Reaper produces two types of paints: Pro Paints and Master Series Paints. Pro Paints cover better, can be used straight out of the bottle with no thinning being necessary and dry brush well. These are the paints to use if you want to get your minis reading for gaming as quickly as possible. Currently reaper produces 108 different colors in their Pro Paint line. Master Series Paints are designed for the more artistic painter who wants to work on blending and highlighting. These paints need to be thinned, require 2 or 3 coats to get good coverage, but are perfect for what they are intended for - more artistic painting. I use the Master Series Paints for two reasons: They come in an overwhelming 216 colors! And I am working on taking my painting skills to a higher level of artistry (wish me luck, I am going to need it...). Reaper Master Series Paints are available as individual dropper bottles or in sets of three. The sets of three are known as Triads and come with a base color, a shadow tone and a highlight tone. The organization of the large amount of colors into Triads makes them less overwhelming to use and keep track of, no matter how many of the 216 colors you have. All these features combined with the most important feature of being great paint makes Reaper Master Series Paints the choice of a large percentage of the best painters. I have to say though that I often wish I had a set of Pro Paints to speed up the process when painting a vintage piece of lead that I want to get painted and which I do not want to spend that much time on because it is a terrible sculpt with lots of faults - so consider your painting style and needs before deciding on your paints. All of Reapers Paints can be seen at Reaper's website. While you can purchase Reaper paints at the Reaper website, my favorite place on account of the lowest prices, free shipping at low volumes and great service is Miniature Giant (They do have a referral program so if you do purchase from Miniature Giant, please submit my user name "Ernst" with your order so both YOU and I will get credit on anything we buy for the next 6 months!).

Organizing Your Paints

To work effectively an organized work space is critical. You want a place that is large enough and organized and you want that place set up so that you can easily clean the area. Dust builds up and lands on your mini to ruin a nice paintjob and so the area needs to be kept clean and dust free. The last thing you want is a place with 100 bottles of  paint, 8 brushes, some pallets, CD's, books, etc. laying all over the place along with a bunch of other stuff that makes it take an hour to move everything and clear out the dust. All you want is five things on your work table: a holder for your paints; a holder for your brushes; a jar of water, a pallet, and a holder for the miniatures that you are working on.

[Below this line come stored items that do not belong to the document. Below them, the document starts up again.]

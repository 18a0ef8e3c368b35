use heatmap_common::{HeatmapError, Result};
use serde::de::value::{MapAccessDeserializer, SeqAccessDeserializer};
use serde::de::{MapAccess, SeqAccess, Visitor};
use serde::{Deserialize, Deserializer, Serialize};
use std::borrow::Cow;
use std::collections::BTreeMap;
use std::fmt;

/// Closed integer interval `[low, high]`. Serialized as `[low, high]`.
#[derive(Debug, Clone, Copy, PartialEq, Eq, Serialize, Deserialize)]
#[serde(from = "[i64; 2]", into = "[i64; 2]")]
pub struct Range {
    pub low: i64,
    pub high: i64,
}

impl Range {
    pub fn new(low: i64, high: i64) -> Self {
        Self { low, high }
    }

    pub fn midpoint(&self) -> f64 {
        self.low as f64 + (self.high - self.low) as f64 / 2.0
    }
}

impl From<[i64; 2]> for Range {
    fn from([low, high]: [i64; 2]) -> Self {
        Self { low, high }
    }
}

impl From<Range> for [i64; 2] {
    fn from(r: Range) -> Self {
        [r.low, r.high]
    }
}

/// One `(range, value)` pair. Serialized as `[[low, high], value]`.
#[derive(Debug, Clone, Copy, PartialEq, Serialize, Deserialize)]
#[serde(from = "(Range, f64)", into = "(Range, f64)")]
pub struct Observation {
    pub range: Range,
    pub value: f64,
}

impl Observation {
    pub fn new(low: i64, high: i64, value: f64) -> Self {
        Self { range: Range::new(low, high), value }
    }
}

impl From<(Range, f64)> for Observation {
    fn from((range, value): (Range, f64)) -> Self {
        Self { range, value }
    }
}

impl From<Observation> for (Range, f64) {
    fn from(o: Observation) -> Self {
        (o.range, o.value)
    }
}

pub type Sample = Vec<Observation>;

/// Samples keyed by absolute index; `base .. base + nsamples` is the window materialized.
#[derive(Debug, Clone, Default, Serialize, Deserialize)]
pub struct SparseSeries {
    pub base: i64,
    pub nsamples: usize,
    #[serde(rename = "samples", default)]
    pub entries: BTreeMap<i64, Sample>,
}

impl SparseSeries {
    pub fn new(base: i64, nsamples: usize) -> Self {
        Self { base, nsamples, entries: BTreeMap::new() }
    }

    pub fn insert(&mut self, index: i64, sample: Sample) {
        self.entries.insert(index, sample);
    }

    pub fn to_dense(&self) -> Vec<Sample> {
        (0..self.nsamples as i64)
            .map(|i| self.entries.get(&(self.base + i)).cloned().unwrap_or_default())
            .collect()
    }
}

#[derive(Debug, Clone, Serialize)]
#[serde(untagged)]
pub enum RawSeries {
    Dense(Vec<Sample>),
    Sparse(SparseSeries),
}

// serde's untagged buffering turns integer map keys into strings, so dispatch on the
// JSON shape by hand and let the sparse entries see the untouched map.
impl<'de> Deserialize<'de> for RawSeries {
    fn deserialize<D: Deserializer<'de>>(deserializer: D) -> std::result::Result<Self, D::Error> {
        struct RawSeriesVisitor;

        impl<'de> Visitor<'de> for RawSeriesVisitor {
            type Value = RawSeries;

            fn expecting(&self, f: &mut fmt::Formatter) -> fmt::Result {
                f.write_str("an array of samples or a {base, nsamples, samples} object")
            }

            fn visit_seq<A: SeqAccess<'de>>(self, seq: A) -> std::result::Result<RawSeries, A::Error> {
                Vec::<Sample>::deserialize(SeqAccessDeserializer::new(seq)).map(RawSeries::Dense)
            }

            fn visit_map<A: MapAccess<'de>>(self, map: A) -> std::result::Result<RawSeries, A::Error> {
                SparseSeries::deserialize(MapAccessDeserializer::new(map)).map(RawSeries::Sparse)
            }
        }

        deserializer.deserialize_any(RawSeriesVisitor)
    }
}

impl RawSeries {
    pub fn samples(&self) -> Cow<'_, [Sample]> {
        match self {
            RawSeries::Dense(samples) => Cow::Borrowed(samples.as_slice()),
            RawSeries::Sparse(sparse) => Cow::Owned(sparse.to_dense()),
        }
    }

    pub fn len(&self) -> usize {
        match self {
            RawSeries::Dense(samples) => samples.len(),
            RawSeries::Sparse(sparse) => sparse.nsamples,
        }
    }

    pub fn is_empty(&self) -> bool {
        self.len() == 0
    }

    /// Observations of absolute sample `index`. A dense series starts at `dense_base`.
    pub fn sample_at(&self, index: i64, dense_base: i64) -> Option<&Sample> {
        match self {
            RawSeries::Dense(samples) => usize::try_from(index - dense_base)
                .ok()
                .and_then(|i| samples.get(i)),
            RawSeries::Sparse(sparse) => sparse.entries.get(&index),
        }
    }
}

impl From<Vec<Sample>> for RawSeries {
    fn from(samples: Vec<Sample>) -> Self {
        RawSeries::Dense(samples)
    }
}

impl From<SparseSeries> for RawSeries {
    fn from(sparse: SparseSeries) -> Self {
        RawSeries::Sparse(sparse)
    }
}

/// Samples × buckets.
pub type Map = Vec<Vec<f64>>;

/// One map, or several co-rendered maps of identical shape.
#[derive(Debug, Clone, PartialEq, Serialize, Deserialize)]
pub enum Series {
    One(Map),
    Many(Vec<Map>),
}

impl Series {
    pub fn maps(&self) -> &[Map] {
        match self {
            Series::One(map) => std::slice::from_ref(map),
            Series::Many(maps) => maps,
        }
    }

    pub fn maps_mut(&mut self) -> &mut [Map] {
        match self {
            Series::One(map) => std::slice::from_mut(map),
            Series::Many(maps) => maps,
        }
    }

    /// `(nsamples, nbuckets)` shared by every map, or `InvalidShape`.
    pub fn shape(&self) -> Result<(usize, usize)> {
        let maps = self.maps();
        let Some(first) = maps.first() else {
            return Err(HeatmapError::InvalidShape("no maps given".into()));
        };
        let nsamples = first.len();
        let nbuckets = first.first().map_or(0, |row| row.len());
        for (m, map) in maps.iter().enumerate() {
            if map.len() != nsamples {
                return Err(HeatmapError::InvalidShape(format!(
                    "map {m} has {} samples, expected {nsamples}",
                    map.len()
                )));
            }
            check_rows(map, nbuckets).map_err(|e| match e {
                HeatmapError::InvalidShape(msg) => HeatmapError::InvalidShape(format!("map {m}: {msg}")),
                other => other,
            })?;
        }
        Ok((nsamples, nbuckets))
    }
}

/// Every row of `map` must hold exactly `nbuckets` values.
pub fn check_rows(map: &Map, nbuckets: usize) -> Result<()> {
    match map.iter().position(|row| row.len() != nbuckets) {
        Some(i) => Err(HeatmapError::InvalidShape(format!(
            "sample {i} has {} buckets, expected {nbuckets}",
            map[i].len()
        ))),
        None => Ok(()),
    }
}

People often ask how to organize their paints. What I have done is taken four 2 x 4 boards each 21 inches long. In each board are drilled 54 1 inch diameter holes - that is three rows of 18. The top row is drilled 1/2 inch deep, the middle row is drilled 3/4 inch deep and the bottom row is drilled 1 inch deep as per the picture below.

Four such boards will hold all of Reapers 216 Master Series paints. The boards can be arranged as desired on your work space. I put one behind the other and raise the boards so that I can see all the paints easily. The paints are organized as per their Triads.

 

How you organize your paints is up to you, but the idea I am trying to convey is organization and easy visibility of your colors.